The utility model relates to the technical field of microplate oscillation, in particular to a microplate oscillation device.

Background

Along with the continuous development of modern society and the continuous promotion of economic level, domestic bio-pharmaceuticals technology is also constantly developing, and in current bio-pharmaceuticals in-process, in order to accelerate the inside solution of test tube receiver and turbid liquid solid-liquid separation, often need be in the use of micropore board oscillator, produce the vibration to the test tube receiver of placing in its inside to make the inside solution of test tube receiver and turbid liquid solid-liquid separation, thereby the user of facilitating the use is treated the solid that detects and is taken a sample respectively.
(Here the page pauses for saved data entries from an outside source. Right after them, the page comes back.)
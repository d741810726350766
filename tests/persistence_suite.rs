use chrono::NaiveDate;
use tempfile::TempDir;

use tally_core::core::LedgerStore;
use tally_core::ledger::{Totals, Transaction, TransactionKind};
use tally_core::storage::{keys, JsonFileStore, KeyValueStore};

fn open_store(dir: &TempDir) -> LedgerStore {
    let backend = JsonFileStore::open(dir.path().join("store.json")).expect("open backend");
    LedgerStore::load(Box::new(backend))
}

#[test]
fn ledger_roundtrips_identically() {
    let dir = TempDir::new().expect("temp dir");

    let mut store = open_store(&dir);
    store
        .add(Transaction::new(
            TransactionKind::Income,
            "Salary",
            NaiveDate::from_ymd_opt(2024, 1, 1),
            Some("january pay".into()),
            2500.0,
        ))
        .unwrap();
    store
        .add(Transaction::new(
            TransactionKind::Expense,
            "Rent",
            None,
            None,
            1200.0,
        ))
        .unwrap();
    let written = store.transactions().to_vec();
    let totals = store.totals();
    drop(store);

    let reloaded = open_store(&dir);
    assert_eq!(reloaded.transactions().len(), written.len());
    for (before, after) in written.iter().zip(reloaded.transactions()) {
        assert_eq!(before.id, after.id);
        assert_eq!(before.kind, after.kind);
        assert_eq!(before.category, after.category);
        assert_eq!(before.date, after.date);
        assert_eq!(before.description, after.description);
        assert_eq!(before.amount, after.amount);
    }
    assert_eq!(reloaded.totals(), totals);
}

#[test]
fn corrupt_transactions_key_means_fresh_start() {
    let dir = TempDir::new().expect("temp dir");
    let path = dir.path().join("store.json");

    let mut backend = JsonFileStore::open(&path).expect("open backend");
    backend.set(keys::TRANSACTIONS, "][ not json").unwrap();
    backend.set(keys::TOTAL_INCOME, "100").unwrap();
    drop(backend);

    let backend = JsonFileStore::open(&path).expect("reopen backend");
    let store = LedgerStore::load(Box::new(backend));
    assert!(store.ledger().is_empty());
    assert_eq!(store.totals(), Totals::default());
}

#[test]
fn non_numeric_scalar_means_fresh_start() {
    let dir = TempDir::new().expect("temp dir");
    let path = dir.path().join("store.json");

    let mut backend = JsonFileStore::open(&path).expect("open backend");
    backend.set(keys::TRANSACTIONS, "[]").unwrap();
    backend.set(keys::CURRENT_BALANCE, "plenty").unwrap();
    drop(backend);

    let backend = JsonFileStore::open(&path).expect("reopen backend");
    let store = LedgerStore::load(Box::new(backend));
    assert_eq!(store.totals(), Totals::default());
}

#[test]
fn clear_removes_the_stored_keys() {
    let dir = TempDir::new().expect("temp dir");
    let path = dir.path().join("store.json");

    let mut store =
        LedgerStore::load(Box::new(JsonFileStore::open(&path).expect("open backend")));
    store
        .add(Transaction::new(
            TransactionKind::Income,
            "Salary",
            None,
            None,
            10.0,
        ))
        .unwrap();
    store.clear().unwrap();
    drop(store);

    let backend = JsonFileStore::open(&path).expect("reopen backend");
    for key in keys::ALL {
        assert_eq!(backend.get(key).unwrap(), None, "key `{key}` should be gone");
    }
}

#[test]
fn mutations_write_through_immediately() {
    let dir = TempDir::new().expect("temp dir");
    let path = dir.path().join("store.json");

    let mut store =
        LedgerStore::load(Box::new(JsonFileStore::open(&path).expect("open backend")));
    store
        .add(Transaction::new(
            TransactionKind::Expense,
            "Groceries",
            None,
            None,
            40.0,
        ))
        .unwrap();

    // an independent reader of the file sees the completed add
    let backend = JsonFileStore::open(&path).expect("independent open");
    assert!(backend
        .get(keys::TRANSACTIONS)
        .unwrap()
        .expect("transactions key written")
        .contains("Groceries"));
    assert_eq!(
        backend.get(keys::TOTAL_EXPENSES).unwrap().as_deref(),
        Some("40")
    );
}
use std::collections::HashMap;

use super::{KeyValueStore, Result};

/// In-memory key-value store, used by tests and ephemeral sessions.
#[derive(Debug, Clone, Default)]
pub struct MemoryStore {
    entries: HashMap<String, String>,
}

impl MemoryStore {
    pub fn new() -> Self {
        Self::default()
    }

    pub fn with_entries<K, V>(entries: impl IntoIterator<Item = (K, V)>) -> Self
    where
        K: Into<String>,
        V: Into<String>,
    {
        Self {
            entries: entries
                .into_iter()
                .map(|(key, value)| (key.into(), value.into()))
                .collect(),
        }
    }

}

impl KeyValueStore for MemoryStore {
    fn get(&self, key: &str) -> Result<Option<String>> {
        Ok(self.entries.get(key).cloned())
    }

    fn set(&mut self, key: &str, value: &str) -> Result<()> {
        self.entries.insert(key.to_string(), value.to_string());
        Ok(())
    }

    fn remove(&mut self, key: &str) -> Result<()> {
        self.entries.remove(key);
        Ok(())
    }
}
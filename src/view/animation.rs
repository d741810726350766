//! Cosmetic number transitions for the summary display.
//!
//! The interpolation itself is pure; only the frame replay touches the
//! terminal. Correctness of the underlying totals never depends on this.

use std::io::{self, Write};
use std::time::{Duration, Instant};

use crossterm::{cursor, terminal, QueueableCommand};

/// Fixed duration of a summary transition.
pub const SUMMARY_TRANSITION: Duration = Duration::from_millis(600);

const FRAME_INTERVAL: Duration = Duration::from_millis(40);

/// Linear glide from a previously displayed value to a new one. A fresh
/// transition for the same display slot replaces the old one outright;
/// transitions never queue.
#[derive(Debug, Clone, Copy, PartialEq)]
pub struct NumberTransition {
    start: f64,
    end: f64,
    duration: Duration,
}

impl NumberTransition {
    pub fn new(start: f64, end: f64) -> Self {
        Self::with_duration(start, end, SUMMARY_TRANSITION)
    }

    pub fn with_duration(start: f64, end: f64, duration: Duration) -> Self {
        Self {
            start,
            end,
            duration,
        }
    }

    /// Value at `elapsed`, clamped to the end value once the duration is up.
    pub fn sample(&self, elapsed: Duration) -> f64 {
        if self.duration.is_zero() {
            return self.end;
        }
        let progress = (elapsed.as_secs_f64() / self.duration.as_secs_f64()).min(1.0);
        self.start + (self.end - self.start) * progress
    }

    pub fn is_finished(&self, elapsed: Duration) -> bool {
        elapsed >= self.duration
    }

    pub fn end_value(&self) -> f64 {
        self.end
    }
}

/// Redraws a block of `line_count` lines per frame until `duration` elapses.
/// The final frame is always drawn at the clamped end state.
pub fn play_block(
    duration: Duration,
    line_count: u16,
    mut render: impl FnMut(Duration) -> Vec<String>,
) -> io::Result<()> {
    let started = Instant::now();
    let mut stdout = io::stdout();
    let mut first = true;

    loop {
        let elapsed = started.elapsed().min(duration);
        if !first {
            stdout.queue(cursor::MoveUp(line_count))?;
        }
        for line in render(elapsed) {
            stdout.queue(terminal::Clear(terminal::ClearType::CurrentLine))?;
            writeln!(stdout, "{line}")?;
        }
        stdout.flush()?;

        if elapsed >= duration {
            return Ok(());
        }
        first = false;
        std::thread::sleep(FRAME_INTERVAL);
    }
}
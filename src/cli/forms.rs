//! Interactive entry wizard for new transactions.

use chrono::NaiveDate;
use dialoguer::{theme::ColorfulTheme, Input, Select};

use crate::cli::core::CommandError;
use crate::cli::output;
use crate::ledger::{suggestions_for, TransactionDraft, TransactionKind, DESCRIPTION_MAX_LEN};

/// Walks through the transaction fields. Returns `None` when the user backs
/// out at the type prompt; field-level problems are re-prompted in place.
pub fn transaction_wizard(
    theme: &ColorfulTheme,
) -> Result<Option<TransactionDraft>, CommandError> {
    let kinds = ["income", "expense"];
    let Some(selected) = Select::with_theme(theme)
        .with_prompt("Type")
        .items(&kinds)
        .default(1)
        .interact_opt()
        .map_err(interaction_failed)?
    else {
        return Ok(None);
    };
    let kind = if selected == 0 {
        TransactionKind::Income
    } else {
        TransactionKind::Expense
    };

    // Suggestions track the selected type, advisory only.
    output::info(format!(
        "Suggestions: {}",
        suggestions_for(kind).join(", ")
    ));

    let category: String = Input::with_theme(theme)
        .with_prompt("Category")
        .validate_with(|input: &String| {
            if input.trim().is_empty() {
                Err("Please enter a category.")
            } else {
                Ok(())
            }
        })
        .interact_text()
        .map_err(interaction_failed)?;

    let date: String = Input::with_theme(theme)
        .with_prompt("Date (YYYY-MM-DD, blank for none)")
        .allow_empty(true)
        .validate_with(|input: &String| {
            let trimmed = input.trim();
            if trimmed.is_empty() || NaiveDate::parse_from_str(trimmed, "%Y-%m-%d").is_ok() {
                Ok(())
            } else {
                Err("Dates must look like 2024-01-31 (or be left blank).")
            }
        })
        .interact_text()
        .map_err(interaction_failed)?;

    let description: String = Input::with_theme(theme)
        .with_prompt(format!("Description (blank for none, max {DESCRIPTION_MAX_LEN})"))
        .allow_empty(true)
        .validate_with(|input: &String| {
            let used = input.trim().chars().count();
            if used > DESCRIPTION_MAX_LEN {
                Err(format!("Too long: {used}/{DESCRIPTION_MAX_LEN} characters."))
            } else {
                Ok(())
            }
        })
        .interact_text()
        .map_err(interaction_failed)?;
    output::info(format!(
        "{}/{} characters used.",
        description.trim().chars().count(),
        DESCRIPTION_MAX_LEN
    ));

    let amount: String = Input::with_theme(theme)
        .with_prompt("Amount")
        .validate_with(|input: &String| match input.trim().parse::<f64>() {
            Ok(value) if value.is_finite() && value > 0.0 => Ok(()),
            _ => Err("Please enter an amount greater than 0."),
        })
        .interact_text()
        .map_err(interaction_failed)?;

    let mut draft = TransactionDraft::new(kind);
    draft.category = category;
    draft.date = date;
    draft.description = description;
    draft.amount = amount;
    Ok(Some(draft))
}

fn interaction_failed(err: dialoguer::Error) -> CommandError {
    CommandError::Invalid(format!("input interrupted: {err}"))
}
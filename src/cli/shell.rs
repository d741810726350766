use std::io::{self, BufRead};

use rustyline::{
    completion::{Completer, Pair},
    error::ReadlineError,
    highlight::Highlighter,
    hint::Hinter,
    history::DefaultHistory,
    validate::Validator,
    Cmd, Context as ReadlineContext, Editor, Helper, KeyEvent,
};
use shell_words::split;

use crate::cli::core::{CliError, CliMode, CommandError, LoopControl, ShellContext};
use crate::cli::output;

/// Environment toggle that switches the shell into script mode (one command
/// per stdin line, plain output, no prompts).
pub const SCRIPT_MODE_ENV: &str = "TALLY_CORE_CLI_SCRIPT";

pub fn run_cli() -> Result<(), CliError> {
    let mode = if std::env::var_os(SCRIPT_MODE_ENV).is_some() {
        CliMode::Script
    } else {
        CliMode::Interactive
    };

    let mut context = ShellContext::new(mode)?;

    match mode {
        CliMode::Interactive => {
            context.render_startup();
            run_interactive(&mut context)
        }
        CliMode::Script => run_script(&mut context),
    }
}

fn run_interactive(context: &mut ShellContext) -> Result<(), CliError> {
    let mut editor = Editor::<CommandHelper, DefaultHistory>::new()?;
    let helper = CommandHelper::new(context.command_names());
    editor.set_helper(Some(helper));
    editor.bind_sequence(KeyEvent::from('?'), Cmd::Complete);

    loop {
        if !context.running {
            break;
        }
        let prompt = context.prompt();
        let line = editor.readline(&prompt);

        match line {
            Ok(line) => {
                let trimmed = line.trim();
                if trimmed.is_empty() {
                    continue;
                }

                editor.add_history_entry(trimmed).ok();

                match handle_line(context, trimmed) {
                    Ok(LoopControl::Continue) => {}
                    Ok(LoopControl::Exit) => break,
                    Err(err) => context.report_error(err)?,
                }
            }
            Err(ReadlineError::Interrupted) => {
                if context.confirm_exit()? {
                    break;
                }
            }
            Err(ReadlineError::Eof) => {
                output::info("Exiting shell.");
                break;
            }
            Err(err) => return Err(err.into()),
        }
    }

    Ok(())
}

fn run_script(context: &mut ShellContext) -> Result<(), CliError> {
    let stdin = io::stdin();
    for line in stdin.lock().lines() {
        if !context.running {
            break;
        }
        let line = line?;
        match handle_line(context, &line) {
            Ok(LoopControl::Continue) => {}
            Ok(LoopControl::Exit) => break,
            Err(err) => context.report_error(err)?,
        }
    }
    Ok(())
}

fn handle_line(context: &mut ShellContext, line: &str) -> Result<LoopControl, CommandError> {
    let tokens =
        split(line).map_err(|err| CommandError::Invalid(format!("could not parse input: {err}")))?;

    if tokens.is_empty() {
        return Ok(LoopControl::Continue);
    }

    let command = tokens[0].to_lowercase();
    let args: Vec<&str> = tokens.iter().skip(1).map(String::as_str).collect();

    context.dispatch(&command, &args)
}

struct CommandHelper {
    commands: Vec<String>,
}

impl CommandHelper {
    fn new(commands: Vec<String>) -> Self {
        Self { commands }
    }
}

impl Completer for CommandHelper {
    type Candidate = Pair;

    fn complete(
        &self,
        line: &str,
        pos: usize,
        _ctx: &ReadlineContext<'_>,
    ) -> rustyline::Result<(usize, Vec<Pair>)> {
        let prefix = &line[..pos];
        if prefix.contains(' ') {
            return Ok((pos, Vec::new()));
        }
        let candidates = self
            .commands
            .iter()
            .filter(|name| name.starts_with(prefix))
            .map(|name| Pair {
                display: name.clone(),
                replacement: name.clone(),
            })
            .collect();
        Ok((0, candidates))
    }
}

impl Hinter for CommandHelper {
    type Hint = String;

    fn hint(&self, _line: &str, _pos: usize, _ctx: &ReadlineContext<'_>) -> Option<String> {
        None
    }
}

impl Highlighter for CommandHelper {}

impl Validator for CommandHelper {}

impl Helper for CommandHelper {}
#![doc(test(attr(deny(warnings))))]

//! Tally Core is a single-user personal finance tracker: an income/expense
//! ledger with running totals, a category spending breakdown, and an
//! interactive shell front end.

pub mod cli;
pub mod config;
pub mod core;
pub mod errors;
pub mod ledger;
pub mod storage;
pub mod view;

use std::sync::Once;

static INIT_TRACING: Once = Once::new();

/// Initializes global tracing and emits a startup info log.
pub fn init() {
    INIT_TRACING.call_once(|| {
        init_tracing();
        tracing::info!("Tally Core tracing initialized.");
    });
}

fn init_tracing() {
    use tracing_subscriber::{fmt, EnvFilter};

    let filter = EnvFilter::from_default_env().add_directive("tally_core=info".parse().unwrap());

    fmt().with_env_filter(filter).init();
}

#[cfg(test)]
mod tests {
    #[test]
    fn init_does_not_panic() {
        super::init();
    }
}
Patent document CN201821678536.9 discloses a quick oscillator of micropore board, which comprises a supporting plate, the disinfect box is installed to the upper end of backup pad, the support is installed to the upper end of disinfect box, control panel has on the support, the cavity is installed to the upper end partial rear side of support, the motor is installed in the middle of the inside of cavity, vibrating platform is installed to the upper end of motor, the second recess has been seted up to vibrating platform's upper end, the spout has been seted up to the inside lateral wall of disinfect box, the internally mounted of disinfect box has the drawer, install the third handle on the drawer, install the camera in the middle of the inside side of top cap, the left and right sides symmetry of camera has the installing frame, the universal wheel is installed to the below of backup pad. The utility model solves the problems that the prior equipment has single function and the prior equipment can not observe the real-time condition in the oscillation cavity in real time by arranging the sterilizing box, the drawer, the camera and the control panel, and the micro-pore plate oscillator runs for a long time, so that the generated heat can not be evacuated in time and stays in the micro-pore plate oscillator equipment, the motor is short-circuited due to overhigh temperature, the normal operation of the micro-pore plate oscillator is influenced, the service life of the micro-pore plate oscillator is shortened, and the micro-pore plate can not be heated by the oscillator, so that a certain use deficiency exists.

Disclosure of Invention

1. Technical problem to be solved

Aiming at the problems in the prior art, the utility model aims to provide the micro-pore plate oscillating device which can radiate heat to the motor on the basis of realizing the oscillation of the micro-pore plate, prolong the service life of equipment, ensure the normal operation of the oscillator, heat the micro-pore plate through the heat of the motor, heat the micro-pore plate at constant temperature and reduce the service time.

2. Technical proposal

In order to solve the problems, the utility model adopts the following technical scheme:

a microplate oscillation device comprising: the box, box one side articulates there is the case lid, case lid one side fixedly connected with handrail, the box lower surface is provided with buffer assembly, the inside equidistance array backup pad of box, be provided with the baffle in the backup pad, baffle upper surface symmetry is provided with the second spring, fixed mounting has vibrating platform on the second spring, be provided with the spacing groove on the vibrating platform, fixed mounting has vibrating motor under the vibrating platform, be provided with radiator unit on the box, box surface symmetry is provided with the thermovent.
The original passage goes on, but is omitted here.